Lordy, how this does bring back memories.
Ox


----------



## Laura (May 10, 2002)

Welcome to my neighborhood and a chance to meet my neighbors. Ya'll should know The MacDodge Show is a highly fictionalized put-on like we do to all the tourist. Only his neighbors are real. The wool cap is called a Liberty Cap like the Magic Mushroom. We can actually go out-of-pocket walk-about for weeks without resorting to eating poop, roadkill or maggots. My favorite survivor skill challenge for tourists is cooking an egg on a stick. I leave the maggot and poop eating to the Marines. I'll find real food, thank you very much.

We 3 Blondes in a Jam finally sat and watched 3 episodes so we could wave at our neighbors, know what everyone was talking about, shake our heads, call BS and yes, I yelled Shut up once. Logging isn't killing a forest, it's the birth of a new forest.

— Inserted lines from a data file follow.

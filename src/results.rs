//! Reading the driver output table and deriving invariants from it.

use std::collections::HashMap;
use std::fs;
use std::path::Path;

use ndarray::{Array2, ArrayView1, Axis};
use tracing::debug;

use crate::errors::ParseError;
use crate::invariants::{
    deviatoric_strain, deviatoric_stress, mean_stress, volumetric_strain, SignConvention, Voigt,
};

/// Time columns written by the driver.
pub const TIME_COLUMNS: [&str; 2] = ["time(1)", "time(2)"];

/// Stress columns written by the driver.
pub const STRESS_COLUMNS: [&str; 6] = [
    "stress(1)",
    "stress(2)",
    "stress(3)",
    "stress(4)",
    "stress(5)",
    "stress(6)",
];

/// Strain columns written by the driver.
pub const STRAIN_COLUMNS: [&str; 6] = [
    "stran(1)", "stran(2)", "stran(3)", "stran(4)", "stran(5)", "stran(6)",
];

/// Substring identifying state variable columns.
pub const STATE_VARIABLE_PATTERN: &str = "statev";

/// Whitespace-delimited table with a header row, as written by the driver.
#[derive(Clone, Debug, PartialEq)]
pub struct ResultTable {
    /// Column names in header order.
    columns: Vec<String>,
    /// Position of each column.
    index: HashMap<String, usize>,
    /// Values, one row per output increment.
    data: Array2<f64>,
}

impl ResultTable {
    /// Read and parse the table at `path`.
    ///
    /// # Errors
    ///
    /// Returns [`ParseError::Io`] when the file cannot be read, or any error of
    /// [`ResultTable::parse`].
    pub fn from_path(path: &Path) -> Result<Self, ParseError> {
        let text = fs::read_to_string(path).map_err(|source| ParseError::Io {
            path: path.to_path_buf(),
            source,
        })?;
        let table = Self::parse(&text)?;
        debug!(
            path = %path.display(),
            rows = table.row_count(),
            columns = table.columns.len(),
            "output table loaded"
        );
        Ok(table)
    }

    /// Parse a table from text. Blank lines are skipped.
    ///
    /// # Errors
    ///
    /// Returns [`ParseError::EmptyHeader`] for text without a header row,
    /// [`ParseError::DuplicateColumn`] for a repeated column name,
    /// [`ParseError::RaggedRow`] for a row of the wrong width and
    /// [`ParseError::InvalidNumber`] for a value that is not a number.
    ///
    /// # Examples
    /// ```
    /// use incdriver::ResultTable;
    ///
    /// let table = ResultTable::parse("a b\n1 2\n3 4\n").unwrap();
    /// assert_eq!(table.row_count(), 2);
    /// assert_eq!(table.column("b").unwrap().to_vec(), [2.0, 4.0]);
    /// ```
    pub fn parse(text: &str) -> Result<Self, ParseError> {
        let mut lines = text
            .lines()
            .enumerate()
            .map(|(idx, line)| (idx + 1, line))
            .filter(|(_, line)| !line.trim().is_empty());

        let (_, header) = lines.next().ok_or(ParseError::EmptyHeader)?;
        let columns: Vec<String> = header.split_whitespace().map(str::to_string).collect();
        let mut index = HashMap::with_capacity(columns.len());
        for (position, name) in columns.iter().enumerate() {
            if index.insert(name.clone(), position).is_some() {
                return Err(ParseError::DuplicateColumn(name.clone()));
            }
        }

        let mut rows: Vec<Vec<f64>> = Vec::new();
        for (line_number, line) in lines {
            let tokens: Vec<&str> = line.split_whitespace().collect();
            if tokens.len() != columns.len() {
                return Err(ParseError::RaggedRow {
                    line: line_number,
                    expected: columns.len(),
                    found: tokens.len(),
                });
            }
            let row = tokens
                .iter()
                .zip(&columns)
                .map(|(token, column)| {
                    token.parse::<f64>().map_err(|_| ParseError::InvalidNumber {
                        line: line_number,
                        column: column.clone(),
                        token: (*token).to_string(),
                    })
                })
                .collect::<Result<Vec<f64>, ParseError>>()?;
            rows.push(row);
        }

        let mut data = Array2::zeros((rows.len(), columns.len()));
        for (mut target, row) in data.rows_mut().into_iter().zip(&rows) {
            for (cell, value) in target.iter_mut().zip(row) {
                *cell = *value;
            }
        }

        Ok(Self {
            columns,
            index,
            data,
        })
    }

    /// Column names in header order.
    #[must_use]
    pub fn columns(&self) -> &[String] {
        &self.columns
    }

    /// Number of output increments.
    #[must_use]
    pub fn row_count(&self) -> usize {
        self.data.nrows()
    }

    /// All values, one row per output increment.
    #[must_use]
    pub fn data(&self) -> &Array2<f64> {
        &self.data
    }

    /// Values of one column.
    ///
    /// # Errors
    ///
    /// Returns [`ParseError::MissingColumn`] when the column is absent.
    pub fn column(&self, name: &str) -> Result<ArrayView1<'_, f64>, ParseError> {
        let position = self.position(name)?;
        Ok(self.data.column(position))
    }

    /// Copy the named columns, in the given order, into a new array.
    ///
    /// # Errors
    ///
    /// Returns [`ParseError::MissingColumn`] for the first absent column.
    pub fn select<S: AsRef<str>>(&self, names: &[S]) -> Result<Array2<f64>, ParseError> {
        let positions = names
            .iter()
            .map(|name| self.position(name.as_ref()))
            .collect::<Result<Vec<usize>, ParseError>>()?;
        Ok(self.data.select(Axis(1), &positions))
    }

    /// Names of the columns containing `pattern`, in header order.
    #[must_use]
    pub fn columns_containing(&self, pattern: &str) -> Vec<&str> {
        self.columns
            .iter()
            .filter(|name| name.contains(pattern))
            .map(String::as_str)
            .collect()
    }

    /// The two time columns.
    ///
    /// # Errors
    ///
    /// Returns [`ParseError::MissingColumn`] when a time column is absent.
    pub fn time(&self) -> Result<Array2<f64>, ParseError> {
        self.select(&TIME_COLUMNS)
    }

    /// The six stress columns.
    ///
    /// # Errors
    ///
    /// Returns [`ParseError::MissingColumn`] when a stress column is absent.
    pub fn stress(&self) -> Result<Array2<f64>, ParseError> {
        self.select(&STRESS_COLUMNS)
    }

    /// The six strain columns.
    ///
    /// # Errors
    ///
    /// Returns [`ParseError::MissingColumn`] when a strain column is absent.
    pub fn strain(&self) -> Result<Array2<f64>, ParseError> {
        self.select(&STRAIN_COLUMNS)
    }

    /// Every state variable column found in the header.
    ///
    /// The number of state variables depends on the model, so the columns are
    /// discovered by name instead of assumed.
    #[must_use]
    pub fn state_variables(&self) -> StateVariables {
        let names: Vec<String> = self
            .columns_containing(STATE_VARIABLE_PATTERN)
            .into_iter()
            .map(str::to_string)
            .collect();
        let positions: Vec<usize> = names.iter().map(|name| self.index[name]).collect();
        StateVariables {
            values: self.data.select(Axis(1), &positions),
            names,
        }
    }

    /// Position of a column in the header.
    fn position(&self, name: &str) -> Result<usize, ParseError> {
        self.index
            .get(name)
            .copied()
            .ok_or_else(|| ParseError::MissingColumn(name.to_string()))
    }
}

/// State variable columns of an output table.
#[derive(Clone, Debug, PartialEq)]
pub struct StateVariables {
    /// Column names in header order.
    pub names: Vec<String>,
    /// Values, one row per output increment and one column per name.
    pub values: Array2<f64>,
}

impl StateVariables {
    /// Number of state variables.
    #[must_use]
    pub fn len(&self) -> usize {
        self.names.len()
    }

    /// Whether the table had no state variable columns.
    #[must_use]
    pub fn is_empty(&self) -> bool {
        self.names.is_empty()
    }

    /// Values of one state variable.
    #[must_use]
    pub fn get(&self, name: &str) -> Option<ArrayView1<'_, f64>> {
        let position = self.names.iter().position(|candidate| candidate == name)?;
        Some(self.values.column(position))
    }
}

/// Columns of a finished driver run with the derived invariants.
///
/// Raw values are kept in the driver's tension-positive convention. Sign conventions
/// only change the derived series.
#[derive(Clone, Debug, PartialEq)]
pub struct DriverResults {
    /// `time(1)` and `time(2)`.
    time: Array2<f64>,
    /// `stress(1..6)`.
    stress: Array2<f64>,
    /// `stran(1..6)`.
    strain: Array2<f64>,
    /// `statev(..)` columns.
    state_variables: StateVariables,
}

impl DriverResults {
    /// Select the time, stress, strain and state variable columns of `table`.
    ///
    /// # Errors
    ///
    /// Returns [`ParseError::MissingColumn`] when a time, stress or strain column is
    /// absent.
    pub fn from_table(table: &ResultTable) -> Result<Self, ParseError> {
        Ok(Self {
            time: table.time()?,
            stress: table.stress()?,
            strain: table.strain()?,
            state_variables: table.state_variables(),
        })
    }

    /// Read the output table at `path` and select its columns.
    ///
    /// # Errors
    ///
    /// Returns any error of [`ResultTable::from_path`] or [`DriverResults::from_table`].
    pub fn load(path: &Path) -> Result<Self, ParseError> {
        Self::from_table(&ResultTable::from_path(path)?)
    }

    /// Number of output increments.
    #[must_use]
    pub fn row_count(&self) -> usize {
        self.stress.nrows()
    }

    /// `time(1)` and `time(2)`, one row per increment.
    #[must_use]
    pub fn time(&self) -> &Array2<f64> {
        &self.time
    }

    /// Raw stress rows.
    #[must_use]
    pub fn stress(&self) -> &Array2<f64> {
        &self.stress
    }

    /// Raw strain rows.
    #[must_use]
    pub fn strain(&self) -> &Array2<f64> {
        &self.strain
    }

    /// State variable columns.
    #[must_use]
    pub fn state_variables(&self) -> &StateVariables {
        &self.state_variables
    }

    /// Mean stress of every increment.
    #[must_use]
    pub fn mean_stress(&self, convention: SignConvention) -> Vec<f64> {
        voigt_rows(&self.stress)
            .map(|row| convention.apply(mean_stress(&row)))
            .collect()
    }

    /// Deviatoric stress of every increment.
    #[must_use]
    pub fn deviatoric_stress(&self) -> Vec<f64> {
        voigt_rows(&self.stress)
            .map(|row| deviatoric_stress(&row))
            .collect()
    }

    /// Volumetric strain of every increment.
    #[must_use]
    pub fn volumetric_strain(&self, convention: SignConvention) -> Vec<f64> {
        voigt_rows(&self.strain)
            .map(|row| convention.apply(volumetric_strain(&row)))
            .collect()
    }

    /// Deviatoric strain of every increment.
    #[must_use]
    pub fn deviatoric_strain(&self) -> Vec<f64> {
        voigt_rows(&self.strain)
            .map(|row| deviatoric_strain(&row))
            .collect()
    }

    /// Axial strain `stran(1)` of every increment.
    #[must_use]
    pub fn axial_strain(&self, convention: SignConvention) -> Vec<f64> {
        self.strain
            .column(0)
            .iter()
            .map(|value| convention.apply(*value))
            .collect()
    }
}

/// Rows of a six-column array as [`Voigt`] vectors.
fn voigt_rows(array: &Array2<f64>) -> impl Iterator<Item = Voigt> + '_ {
    array
        .rows()
        .into_iter()
        .map(|row| Voigt::from_iterator(row.iter().copied()))
}
//! Catalog of the load paths ("popular paths") understood by the incremental driver.
//!
//! The catalog is the only place that knows which parameters a load path needs. The
//! load writer asks it for the driving parameter instead of matching on kinds itself.

use std::collections::BTreeSet;
use std::fmt;
use std::str::FromStr;

use crate::errors::ValidationError;

/// Parameters shared by every load path, in the order they are written.
pub const COMMON_PARAMETERS: [&str; 4] = ["ninc", "maxiter", "dtime", "every"];

/// Standard element test protocols accepted by the driver.
#[derive(Clone, Copy, Debug, PartialEq, Eq, Hash, PartialOrd, Ord)]
pub enum LoadPathKind {
    /// Oedometric compression with a prescribed axial strain increment.
    OedometricStrain,
    /// Oedometric compression with a prescribed axial stress increment.
    OedometricStress,
    /// Drained triaxial test with a prescribed axial strain increment.
    TriaxialStrain,
    /// Drained triaxial test with a prescribed axial stress increment.
    TriaxialStress,
    /// Undrained triaxial test driven by a deviatoric strain increment.
    TriaxialUndrainedStrain,
    /// Undrained triaxial test driven by a deviatoric stress increment.
    TriaxialUndrainedStress,
    /// Stress relaxation at constant strain.
    PureRelaxation,
    /// Creep at constant stress.
    PureCreep,
    /// Creep at constant volume.
    UndrainedCreep,
}

impl LoadPathKind {
    /// Every load path in the catalog.
    pub const ALL: [LoadPathKind; 9] = [
        LoadPathKind::OedometricStrain,
        LoadPathKind::OedometricStress,
        LoadPathKind::TriaxialStrain,
        LoadPathKind::TriaxialStress,
        LoadPathKind::TriaxialUndrainedStrain,
        LoadPathKind::TriaxialUndrainedStress,
        LoadPathKind::PureRelaxation,
        LoadPathKind::PureCreep,
        LoadPathKind::UndrainedCreep,
    ];

    /// Name used by the driver in the load header line.
    #[must_use]
    pub const fn name(self) -> &'static str {
        match self {
            LoadPathKind::OedometricStrain => "OedometricE1",
            LoadPathKind::OedometricStress => "OedometricS1",
            LoadPathKind::TriaxialStrain => "TriaxialE1",
            LoadPathKind::TriaxialStress => "TriaxialS1",
            LoadPathKind::TriaxialUndrainedStrain => "TriaxialUEq",
            LoadPathKind::TriaxialUndrainedStress => "TriaxialUq",
            LoadPathKind::PureRelaxation => "PureRelaxation",
            LoadPathKind::PureCreep => "PureCreep",
            LoadPathKind::UndrainedCreep => "UndrainedCreep",
        }
    }

    /// Short description of the protocol.
    #[must_use]
    pub const fn description(self) -> &'static str {
        match self {
            LoadPathKind::OedometricStrain => "oedometric, axial strain controlled",
            LoadPathKind::OedometricStress => "oedometric, axial stress controlled",
            LoadPathKind::TriaxialStrain => "drained triaxial, axial strain controlled",
            LoadPathKind::TriaxialStress => "drained triaxial, axial stress controlled",
            LoadPathKind::TriaxialUndrainedStrain => "undrained triaxial, deviatoric strain controlled",
            LoadPathKind::TriaxialUndrainedStress => "undrained triaxial, deviatoric stress controlled",
            LoadPathKind::PureRelaxation => "relaxation at constant strain",
            LoadPathKind::PureCreep => "creep at constant stress",
            LoadPathKind::UndrainedCreep => "creep at constant volume",
        }
    }

    /// Stress or strain increment that drives the path, if the path has one.
    ///
    /// Oedometric paths keep the lateral strain constant and drained triaxial paths keep
    /// the lateral stress constant. Undrained paths hold the volume and apply Roscoe's
    /// deviatoric increment.
    #[must_use]
    pub const fn driving_parameter(self) -> Option<&'static str> {
        match self {
            LoadPathKind::OedometricStrain | LoadPathKind::TriaxialStrain => Some("ddstran_1"),
            LoadPathKind::OedometricStress | LoadPathKind::TriaxialStress => Some("ddstress_1"),
            LoadPathKind::TriaxialUndrainedStrain => Some("ddstran_2"),
            LoadPathKind::TriaxialUndrainedStress => Some("ddstress_2"),
            LoadPathKind::PureRelaxation
            | LoadPathKind::PureCreep
            | LoadPathKind::UndrainedCreep => None,
        }
    }

    /// Full set of parameters the path requires.
    ///
    /// # Examples
    /// ```
    /// use incdriver::LoadPathKind;
    ///
    /// let required = LoadPathKind::TriaxialStrain.required_parameters();
    /// assert_eq!(required, ["ninc", "maxiter", "dtime", "every", "ddstran_1"]);
    /// ```
    #[must_use]
    pub fn required_parameters(self) -> Vec<&'static str> {
        COMMON_PARAMETERS
            .iter()
            .copied()
            .chain(self.driving_parameter())
            .collect()
    }

    /// Check that `keys` is exactly the required parameter set.
    ///
    /// # Errors
    ///
    /// Returns [`ValidationError::ParameterMismatch`] when a required key is missing or
    /// an extra key is present.
    pub fn validate<'a, I>(self, keys: I) -> Result<(), ValidationError>
    where
        I: IntoIterator<Item = &'a str>,
    {
        let supplied: BTreeSet<&str> = keys.into_iter().collect();
        let expected = self.required_parameters();

        let missing: Vec<String> = expected
            .iter()
            .filter(|key| !supplied.contains(**key))
            .map(|key| (*key).to_string())
            .collect();
        let unexpected: Vec<String> = supplied
            .iter()
            .filter(|key| !expected.iter().any(|required| required == *key))
            .map(|key| (*key).to_string())
            .collect();

        if missing.is_empty() && unexpected.is_empty() {
            Ok(())
        } else {
            Err(ValidationError::ParameterMismatch {
                kind: self,
                expected,
                missing,
                unexpected,
            })
        }
    }

    /// Names of every path in the catalog.
    #[must_use]
    pub fn names() -> Vec<&'static str> {
        LoadPathKind::ALL.iter().map(|kind| kind.name()).collect()
    }
}

impl fmt::Display for LoadPathKind {
    fn fmt(&self, f: &mut fmt::Formatter<'_>) -> fmt::Result {
        f.write_str(self.name())
    }
}

impl FromStr for LoadPathKind {
    type Err = ValidationError;

    fn from_str(name: &str) -> Result<Self, Self::Err> {
        LoadPathKind::ALL
            .iter()
            .copied()
            .find(|kind| kind.name() == name)
            .ok_or_else(|| ValidationError::UnknownKind {
                name: name.to_string(),
                allowed: LoadPathKind::names(),
            })
    }
}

Yes, living in the rainforest is fun. The people here are fun. We embrace our oddness.


----------



## SimplerTimez (Jan 20, 2008)

Oxankle said:


> <snip> From what I read, and have seen, drugs and alcohol have never been known to improve the human condition.
> Ox


Alcohol sometimes improves my ability to tolerate other humans in any condition... :viking:

I wonder what we're called if we're reclusive, wander in the woods with a bag, and drink alcohol under our own boats, but are otherwise productive citizens? rincess:

~ST


----------



## Oxankle (Jun 20, 2003)

Easy; what you describe is on the odd side of normal but within the limits. 
Ox


----------



## SimplerTimez (Jan 20, 2008)

Whew, for a minute there I thought you were calling me 'easy' Ox :Bawling:

Sorry, I can't talk, so I have to fun around with something  I'll take odd side of normal any day.

~ST


----------



## arcticow (Oct 8, 2006)

'Fraid that side of normal would catch a lot of us...


----------



## Laura (May 10, 2002)

Last night was another gathering of friends for dinner and MicDodge TV silliness. The man is seriously motivated not wake up with slugs on his face or 8 inch millipedes in his shirt. This is the Gilligan's Island side of life for us, the spirit is very real. The scenes were all shot in parks and backyards. Since it's a promotional travelogue, I doubt we'll see an episode of Battle of the Banana Slugs, carwash rains that make us the rainforest or this freakin' freezy stuff that's keeping us nailed down watching TV.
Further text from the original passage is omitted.